WHAT TO PRODUCE: Print nothing but the lines below starting at the line that holds "(self.max_pages > 0).then_some(self.max_pages)" and ending at the line that holds "while results populate", including both, each exactly as written.

SUPPLIED ENTRIES:
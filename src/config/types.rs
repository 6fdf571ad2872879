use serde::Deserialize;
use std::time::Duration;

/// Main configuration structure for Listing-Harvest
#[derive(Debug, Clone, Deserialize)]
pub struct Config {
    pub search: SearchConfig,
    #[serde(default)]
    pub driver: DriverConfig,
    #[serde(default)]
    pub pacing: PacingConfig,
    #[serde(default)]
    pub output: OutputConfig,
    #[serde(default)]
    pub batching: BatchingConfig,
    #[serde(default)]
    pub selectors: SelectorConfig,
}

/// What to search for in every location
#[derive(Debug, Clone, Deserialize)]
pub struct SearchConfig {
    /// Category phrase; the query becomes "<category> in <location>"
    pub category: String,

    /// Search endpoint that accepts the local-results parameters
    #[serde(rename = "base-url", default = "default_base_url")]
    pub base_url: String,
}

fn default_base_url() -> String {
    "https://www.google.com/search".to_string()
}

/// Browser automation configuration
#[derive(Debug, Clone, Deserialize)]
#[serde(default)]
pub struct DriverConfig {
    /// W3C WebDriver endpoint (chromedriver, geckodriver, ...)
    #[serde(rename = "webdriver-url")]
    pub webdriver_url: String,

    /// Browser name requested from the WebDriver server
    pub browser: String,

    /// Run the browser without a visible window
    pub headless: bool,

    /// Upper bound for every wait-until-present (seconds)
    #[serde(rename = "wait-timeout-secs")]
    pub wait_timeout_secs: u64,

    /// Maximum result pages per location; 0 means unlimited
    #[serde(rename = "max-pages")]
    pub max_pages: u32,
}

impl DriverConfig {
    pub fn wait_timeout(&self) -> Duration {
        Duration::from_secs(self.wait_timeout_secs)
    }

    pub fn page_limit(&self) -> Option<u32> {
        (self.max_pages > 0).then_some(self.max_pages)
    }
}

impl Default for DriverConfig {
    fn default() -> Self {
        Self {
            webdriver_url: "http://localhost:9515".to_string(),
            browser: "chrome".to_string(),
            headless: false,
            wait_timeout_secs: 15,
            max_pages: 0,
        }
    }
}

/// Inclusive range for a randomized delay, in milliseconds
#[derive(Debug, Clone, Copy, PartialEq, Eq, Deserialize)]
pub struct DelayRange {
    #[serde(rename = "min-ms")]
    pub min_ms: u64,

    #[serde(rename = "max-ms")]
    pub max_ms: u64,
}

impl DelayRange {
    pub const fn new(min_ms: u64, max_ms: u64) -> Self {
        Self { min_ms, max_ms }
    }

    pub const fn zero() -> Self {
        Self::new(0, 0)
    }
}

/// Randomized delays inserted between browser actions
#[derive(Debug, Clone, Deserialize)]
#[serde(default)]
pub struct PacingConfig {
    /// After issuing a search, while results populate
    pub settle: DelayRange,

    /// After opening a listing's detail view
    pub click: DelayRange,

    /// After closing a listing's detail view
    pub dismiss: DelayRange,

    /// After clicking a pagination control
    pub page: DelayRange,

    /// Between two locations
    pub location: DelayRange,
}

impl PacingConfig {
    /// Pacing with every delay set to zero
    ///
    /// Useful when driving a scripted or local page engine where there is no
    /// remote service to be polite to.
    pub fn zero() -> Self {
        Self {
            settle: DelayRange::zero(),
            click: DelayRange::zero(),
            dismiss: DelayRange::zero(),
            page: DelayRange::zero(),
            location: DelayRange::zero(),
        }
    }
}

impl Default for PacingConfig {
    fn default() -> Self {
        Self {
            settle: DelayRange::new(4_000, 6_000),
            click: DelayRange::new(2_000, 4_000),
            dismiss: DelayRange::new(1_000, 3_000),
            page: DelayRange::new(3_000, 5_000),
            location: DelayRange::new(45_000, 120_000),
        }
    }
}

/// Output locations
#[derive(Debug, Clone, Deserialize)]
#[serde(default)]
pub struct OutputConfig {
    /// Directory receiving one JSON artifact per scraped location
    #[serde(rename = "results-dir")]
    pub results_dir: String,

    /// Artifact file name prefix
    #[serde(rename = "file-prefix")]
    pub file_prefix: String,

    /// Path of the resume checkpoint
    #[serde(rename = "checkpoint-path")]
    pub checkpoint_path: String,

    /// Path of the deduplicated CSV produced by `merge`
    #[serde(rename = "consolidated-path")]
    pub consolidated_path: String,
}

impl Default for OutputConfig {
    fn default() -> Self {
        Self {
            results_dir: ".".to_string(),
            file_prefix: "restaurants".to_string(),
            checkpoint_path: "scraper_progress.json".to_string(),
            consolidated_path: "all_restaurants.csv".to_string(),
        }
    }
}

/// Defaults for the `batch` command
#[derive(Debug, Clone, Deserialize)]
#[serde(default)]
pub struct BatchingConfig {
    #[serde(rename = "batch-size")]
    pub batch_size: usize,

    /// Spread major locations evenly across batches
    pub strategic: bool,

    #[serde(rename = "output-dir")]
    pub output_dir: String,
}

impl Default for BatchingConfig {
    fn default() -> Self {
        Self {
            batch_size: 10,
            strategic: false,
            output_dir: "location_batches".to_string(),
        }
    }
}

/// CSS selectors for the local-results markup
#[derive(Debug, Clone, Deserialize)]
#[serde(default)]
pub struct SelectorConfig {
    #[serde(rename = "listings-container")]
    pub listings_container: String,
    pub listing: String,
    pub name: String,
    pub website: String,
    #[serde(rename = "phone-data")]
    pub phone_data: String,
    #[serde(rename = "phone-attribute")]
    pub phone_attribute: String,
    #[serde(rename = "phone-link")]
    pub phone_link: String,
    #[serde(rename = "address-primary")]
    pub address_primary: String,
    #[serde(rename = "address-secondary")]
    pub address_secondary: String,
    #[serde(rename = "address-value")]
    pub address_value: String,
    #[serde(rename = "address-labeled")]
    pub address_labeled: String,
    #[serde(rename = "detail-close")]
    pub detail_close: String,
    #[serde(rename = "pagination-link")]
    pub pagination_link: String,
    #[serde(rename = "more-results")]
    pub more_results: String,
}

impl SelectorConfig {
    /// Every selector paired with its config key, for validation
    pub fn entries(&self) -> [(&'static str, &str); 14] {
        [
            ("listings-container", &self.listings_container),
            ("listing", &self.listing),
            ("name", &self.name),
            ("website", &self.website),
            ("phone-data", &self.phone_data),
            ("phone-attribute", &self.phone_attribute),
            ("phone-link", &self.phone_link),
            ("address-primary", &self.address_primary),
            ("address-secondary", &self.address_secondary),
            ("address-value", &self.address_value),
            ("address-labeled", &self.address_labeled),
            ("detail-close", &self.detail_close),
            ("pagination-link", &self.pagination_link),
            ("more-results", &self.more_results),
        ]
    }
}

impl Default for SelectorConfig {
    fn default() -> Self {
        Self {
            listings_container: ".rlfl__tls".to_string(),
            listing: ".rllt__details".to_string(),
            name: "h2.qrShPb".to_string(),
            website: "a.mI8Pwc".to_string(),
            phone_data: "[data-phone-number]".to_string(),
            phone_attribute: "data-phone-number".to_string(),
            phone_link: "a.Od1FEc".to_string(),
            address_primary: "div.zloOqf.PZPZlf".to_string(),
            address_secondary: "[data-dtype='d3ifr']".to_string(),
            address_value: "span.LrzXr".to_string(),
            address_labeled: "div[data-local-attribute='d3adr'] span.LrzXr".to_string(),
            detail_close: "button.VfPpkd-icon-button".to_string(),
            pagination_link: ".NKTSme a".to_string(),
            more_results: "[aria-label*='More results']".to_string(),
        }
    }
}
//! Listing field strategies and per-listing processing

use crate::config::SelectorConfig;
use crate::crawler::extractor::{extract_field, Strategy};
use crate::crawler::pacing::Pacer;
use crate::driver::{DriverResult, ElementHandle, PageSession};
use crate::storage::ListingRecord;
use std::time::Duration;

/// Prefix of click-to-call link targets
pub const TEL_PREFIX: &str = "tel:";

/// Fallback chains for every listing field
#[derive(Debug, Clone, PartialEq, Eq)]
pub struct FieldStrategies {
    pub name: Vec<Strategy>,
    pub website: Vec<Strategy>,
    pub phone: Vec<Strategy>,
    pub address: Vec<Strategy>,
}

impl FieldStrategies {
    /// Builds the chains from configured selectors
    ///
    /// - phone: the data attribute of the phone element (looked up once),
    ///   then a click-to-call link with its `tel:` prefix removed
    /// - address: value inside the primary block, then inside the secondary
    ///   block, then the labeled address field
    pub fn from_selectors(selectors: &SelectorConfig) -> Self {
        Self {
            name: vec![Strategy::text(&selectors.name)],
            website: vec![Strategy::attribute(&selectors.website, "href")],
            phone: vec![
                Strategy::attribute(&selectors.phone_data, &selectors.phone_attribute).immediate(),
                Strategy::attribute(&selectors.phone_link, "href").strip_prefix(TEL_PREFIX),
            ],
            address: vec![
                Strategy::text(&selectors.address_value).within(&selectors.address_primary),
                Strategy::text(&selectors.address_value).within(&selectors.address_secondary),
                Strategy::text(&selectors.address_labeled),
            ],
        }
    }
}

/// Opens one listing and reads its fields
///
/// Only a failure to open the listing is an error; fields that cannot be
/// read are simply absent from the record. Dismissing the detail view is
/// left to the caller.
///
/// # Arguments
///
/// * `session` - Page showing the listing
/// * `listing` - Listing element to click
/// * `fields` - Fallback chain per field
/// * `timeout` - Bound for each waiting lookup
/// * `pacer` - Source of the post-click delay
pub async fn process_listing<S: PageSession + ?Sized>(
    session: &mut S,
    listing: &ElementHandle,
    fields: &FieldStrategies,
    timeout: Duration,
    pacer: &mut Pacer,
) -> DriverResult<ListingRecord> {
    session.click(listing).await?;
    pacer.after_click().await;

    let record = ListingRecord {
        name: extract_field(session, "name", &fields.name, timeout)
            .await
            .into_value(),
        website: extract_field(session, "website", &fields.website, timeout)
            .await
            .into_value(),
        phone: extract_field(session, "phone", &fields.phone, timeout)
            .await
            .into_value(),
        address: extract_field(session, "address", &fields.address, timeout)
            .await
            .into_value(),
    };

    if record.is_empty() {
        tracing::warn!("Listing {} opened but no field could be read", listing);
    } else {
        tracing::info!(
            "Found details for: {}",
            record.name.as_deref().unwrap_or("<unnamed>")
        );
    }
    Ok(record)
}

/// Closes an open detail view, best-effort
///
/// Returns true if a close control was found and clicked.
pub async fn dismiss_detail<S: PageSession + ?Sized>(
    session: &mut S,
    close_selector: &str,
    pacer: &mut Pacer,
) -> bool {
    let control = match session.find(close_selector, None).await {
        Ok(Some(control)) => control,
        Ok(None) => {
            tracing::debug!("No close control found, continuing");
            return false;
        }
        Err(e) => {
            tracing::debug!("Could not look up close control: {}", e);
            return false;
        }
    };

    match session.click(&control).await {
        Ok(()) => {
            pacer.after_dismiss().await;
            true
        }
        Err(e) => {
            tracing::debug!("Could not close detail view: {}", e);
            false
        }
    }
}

...

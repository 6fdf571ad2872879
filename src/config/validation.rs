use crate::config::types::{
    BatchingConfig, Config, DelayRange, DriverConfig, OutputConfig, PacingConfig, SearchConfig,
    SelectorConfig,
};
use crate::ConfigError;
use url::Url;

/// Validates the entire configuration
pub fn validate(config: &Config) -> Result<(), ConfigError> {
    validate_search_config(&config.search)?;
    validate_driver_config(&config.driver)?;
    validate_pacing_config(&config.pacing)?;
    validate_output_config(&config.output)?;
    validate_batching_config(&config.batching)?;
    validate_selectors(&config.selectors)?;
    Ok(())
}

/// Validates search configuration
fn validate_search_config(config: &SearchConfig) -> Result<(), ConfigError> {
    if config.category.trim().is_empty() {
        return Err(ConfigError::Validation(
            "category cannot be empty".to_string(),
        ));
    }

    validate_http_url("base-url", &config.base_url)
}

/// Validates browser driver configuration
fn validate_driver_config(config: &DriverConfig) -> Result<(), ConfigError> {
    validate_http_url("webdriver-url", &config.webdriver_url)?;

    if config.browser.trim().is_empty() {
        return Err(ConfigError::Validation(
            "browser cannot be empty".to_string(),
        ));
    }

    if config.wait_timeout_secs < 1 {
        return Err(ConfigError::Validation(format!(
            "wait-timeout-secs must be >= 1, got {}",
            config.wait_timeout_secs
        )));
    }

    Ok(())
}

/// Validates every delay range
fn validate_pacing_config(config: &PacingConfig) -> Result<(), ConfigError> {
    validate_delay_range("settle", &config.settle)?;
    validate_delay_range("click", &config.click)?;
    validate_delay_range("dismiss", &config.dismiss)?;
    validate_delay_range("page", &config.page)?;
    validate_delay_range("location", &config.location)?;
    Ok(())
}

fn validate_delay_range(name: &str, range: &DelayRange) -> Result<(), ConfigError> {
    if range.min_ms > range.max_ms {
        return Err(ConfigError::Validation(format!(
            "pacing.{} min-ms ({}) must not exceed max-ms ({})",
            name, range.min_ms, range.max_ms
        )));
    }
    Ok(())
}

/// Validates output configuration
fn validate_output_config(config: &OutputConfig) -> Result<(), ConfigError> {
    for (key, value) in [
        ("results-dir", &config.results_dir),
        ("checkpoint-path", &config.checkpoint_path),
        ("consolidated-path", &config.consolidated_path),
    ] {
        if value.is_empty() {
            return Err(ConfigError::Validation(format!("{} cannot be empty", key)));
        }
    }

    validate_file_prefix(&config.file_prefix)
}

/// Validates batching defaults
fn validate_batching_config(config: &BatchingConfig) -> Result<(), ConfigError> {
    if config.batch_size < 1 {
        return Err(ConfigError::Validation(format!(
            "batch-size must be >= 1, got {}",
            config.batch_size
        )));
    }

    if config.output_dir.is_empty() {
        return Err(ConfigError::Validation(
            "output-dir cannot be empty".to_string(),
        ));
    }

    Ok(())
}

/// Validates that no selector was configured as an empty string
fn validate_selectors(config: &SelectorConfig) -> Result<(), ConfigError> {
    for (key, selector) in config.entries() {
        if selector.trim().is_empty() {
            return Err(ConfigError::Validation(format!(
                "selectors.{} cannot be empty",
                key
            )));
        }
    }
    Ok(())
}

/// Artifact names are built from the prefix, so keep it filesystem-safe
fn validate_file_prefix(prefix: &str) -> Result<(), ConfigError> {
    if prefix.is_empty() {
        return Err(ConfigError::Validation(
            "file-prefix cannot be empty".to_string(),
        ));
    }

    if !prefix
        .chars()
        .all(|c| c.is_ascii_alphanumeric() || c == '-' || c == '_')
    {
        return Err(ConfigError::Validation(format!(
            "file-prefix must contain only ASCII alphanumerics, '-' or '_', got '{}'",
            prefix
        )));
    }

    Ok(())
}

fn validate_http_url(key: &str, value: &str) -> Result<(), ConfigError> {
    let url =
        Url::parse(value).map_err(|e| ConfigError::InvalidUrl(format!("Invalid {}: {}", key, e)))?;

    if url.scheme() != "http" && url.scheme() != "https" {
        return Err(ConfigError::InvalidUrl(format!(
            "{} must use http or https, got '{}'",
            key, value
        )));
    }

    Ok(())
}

---

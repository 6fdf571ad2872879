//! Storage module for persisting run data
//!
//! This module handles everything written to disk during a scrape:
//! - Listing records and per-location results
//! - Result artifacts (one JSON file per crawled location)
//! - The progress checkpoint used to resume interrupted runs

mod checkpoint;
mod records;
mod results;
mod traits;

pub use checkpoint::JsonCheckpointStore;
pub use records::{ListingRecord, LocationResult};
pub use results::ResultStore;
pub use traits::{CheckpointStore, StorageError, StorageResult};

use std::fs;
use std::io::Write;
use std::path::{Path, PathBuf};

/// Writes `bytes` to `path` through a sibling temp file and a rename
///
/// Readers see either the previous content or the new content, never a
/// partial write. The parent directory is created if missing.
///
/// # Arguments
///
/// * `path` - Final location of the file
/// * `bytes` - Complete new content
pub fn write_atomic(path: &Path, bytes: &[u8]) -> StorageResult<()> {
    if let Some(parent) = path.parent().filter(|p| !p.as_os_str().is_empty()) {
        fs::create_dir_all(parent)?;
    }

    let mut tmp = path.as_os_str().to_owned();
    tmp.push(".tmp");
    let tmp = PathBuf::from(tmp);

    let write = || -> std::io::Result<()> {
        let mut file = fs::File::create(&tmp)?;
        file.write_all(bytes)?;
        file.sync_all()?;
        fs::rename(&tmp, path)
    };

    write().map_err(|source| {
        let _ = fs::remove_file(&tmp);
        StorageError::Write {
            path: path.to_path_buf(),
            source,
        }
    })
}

RESPONSE TO THIS TASK:
        (self.max_pages > 0).then_some(self.max_pages)
    }
}

impl Default for DriverConfig {
    fn default() -> Self {
        Self {
            webdriver_url: "http://localhost:9515".to_string(),
            browser: "chrome".to_string(),
            headless: false,
            wait_timeout_secs: 15,
            max_pages: 0,
        }
    }
}

/// Inclusive range for a randomized delay, in milliseconds
#[derive(Debug, Clone, Copy, PartialEq, Eq, Deserialize)]
pub struct DelayRange {
    #[serde(rename = "min-ms")]
    pub min_ms: u64,

    #[serde(rename = "max-ms")]
    pub max_ms: u64,
}

impl DelayRange {
    pub const fn new(min_ms: u64, max_ms: u64) -> Self {
        Self { min_ms, max_ms }
    }

    pub const fn zero() -> Self {
        Self::new(0, 0)
    }
}

/// Randomized delays inserted between browser actions
#[derive(Debug, Clone, Deserialize)]
#[serde(default)]
pub struct PacingConfig {
    /// After issuing a search, while results populate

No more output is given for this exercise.